Cette dernière devait toutefois affirmer que son époux se trouvait bel et bien à la maison. Le suspect Nizamudeen souligne que Madhuri lui aurait donné le numéro de portable de son mari. Il lui a téléphoné prétextant qu’il y avait un travail de tôlerie à faire. Vikram n’aurait rien vu venir. En sortant, Reza l’a embarqué de force. Nizamudeen se serait arrêté un peu plus loin pour récupérer Goolzar et Battun, avant de se diriger vers un champ de cannes.

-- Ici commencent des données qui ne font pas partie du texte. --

//! Observing a promise from outside the lanes.
//!
//! Continuations are the way to react to a settlement from inside the engine.
//! Code that lives outside of it can either block on [Promise::wait] or
//! `.await` the promise in any async executor:
//!
//! ```
//! use futures::executor::block_on;
//! use pledge::pool::LanePool;
//!
//! let pool = LanePool::new().unwrap();
//! let (deferred, promise) = pool.deferred::<&str>();
//! deferred.resolve("hello");
//! assert_eq!(block_on(async { promise.await }).unwrap(), "hello");
//! ```
//!
//! If every handle able to settle a promise is dropped while it's still
//! pending, both forms complete with an [Abandoned] reason rather than
//! waiting forever.
use std::{
    future::{Future, IntoFuture},
    mem,
    pin::Pin,
    sync::{mpsc::channel, Arc, Mutex},
    task::{Context, Poll, Waker},
};

use log::warn;

use super::{lock, Abandoned, Continuation, Outcome, Promise, Reason};
use crate::lane;

impl<T> Promise<T>
where
    T: Clone + Send + 'static,
{
    /// Block the calling thread until this promise settles.
    ///
    /// *Note* this must not be called from within a continuation: it would
    /// block a lane, and with it every chain bound to that lane.
    pub fn wait(self) -> Outcome<T> {
        if let Some(id) = lane::current() {
            warn!("blocking {id} on a promise; this can deadlock the lane");
        }

        let (tx, rx) = channel();
        let on_failure = tx.clone();

        self.subscribe(Continuation::new(
            move |value| {
                let _ = tx.send(Ok(value));
            },
            move |reason| {
                let _ = on_failure.send(Err(reason));
            },
        ));

        // Our own handle would otherwise keep the promise alive and hide
        // abandonment.
        drop(self);

        rx.recv().unwrap_or_else(|_| Err(Reason::new(Abandoned)))
    }
}

enum Progress<T> {
    Waiting(Option<Waker>),
    Ready(Outcome<T>),
    Taken,
}

/// Completes the shared state once the continuation runs, or with
/// [Abandoned] if it's dropped without running.
struct Completion<T>(Arc<Mutex<Progress<T>>>);

impl<T> Completion<T> {
    fn complete(&self, outcome: Outcome<T>) {
        let mut progress = lock(&self.0);

        if let Progress::Waiting(waker) = &mut *progress {
            let waker = waker.take();
            *progress = Progress::Ready(outcome);

            if let Some(waker) = waker {
                waker.wake();
            }
        }
    }
}

impl<T> Drop for Completion<T> {
    fn drop(&mut self) {
        let waiting = matches!(*lock(&self.0), Progress::Waiting(_));

        if waiting {
            self.complete(Err(Reason::new(Abandoned)));
        }
    }
}

/// Future returned by awaiting a [Promise].
pub struct Settlement<T> {
    progress: Arc<Mutex<Progress<T>>>,
}

impl<T> Future for Settlement<T> {
    type Output = Outcome<T>;

    fn poll(self: Pin<&mut Self>, cx: &mut Context<'_>) -> Poll<Self::Output> {
        let mut progress = lock(&self.progress);

        match mem::replace(&mut *progress, Progress::Taken) {
            Progress::Ready(outcome) => Poll::Ready(outcome),
            Progress::Waiting(_) => {
                *progress = Progress::Waiting(Some(cx.waker().clone()));
                Poll::Pending
            }
            Progress::Taken => panic!("Settlement polled after completion"),
        }
    }
}

impl<T> IntoFuture for Promise<T>
where
    T: Clone + Send + 'static,
{
    type Output = Outcome<T>;
    type IntoFuture = Settlement<T>;

    fn into_future(self) -> Self::IntoFuture {
        let progress = Arc::new(Mutex::new(Progress::Waiting(None)));
        let on_success = Arc::new(Completion(progress.clone()));
        let on_failure = on_success.clone();

        self.subscribe(Continuation::new(
            move |value| on_success.complete(Ok(value)),
            move |reason| on_failure.complete(Err(reason)),
        ));

        Settlement { progress }
    }
}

Sur place, Reza aurait pris Vikram au collet pour le projeter à terre avant de le rouer de coups. Nizamudeen souligne qu’il est alors retourné au volant de son véhicule. Toujours selon sa version, Reza serait retourné vers son véhicule pour prendre un couteau de boucherie dissimulé sous un siège et aurait dit à Iswardev Goolzar : «Mamou mo montre ou kuma fer travay la» et ce dernier lui aurait répondu «korek». Nizamudeen précise que c’est Reza qui a agressé Vikram avec l’arme tranchante à trois ou quatre reprises avant de le laisser sur place en compagnie des autres. Selon Nizamudeen, «Vikram ti enkor vivan lerla».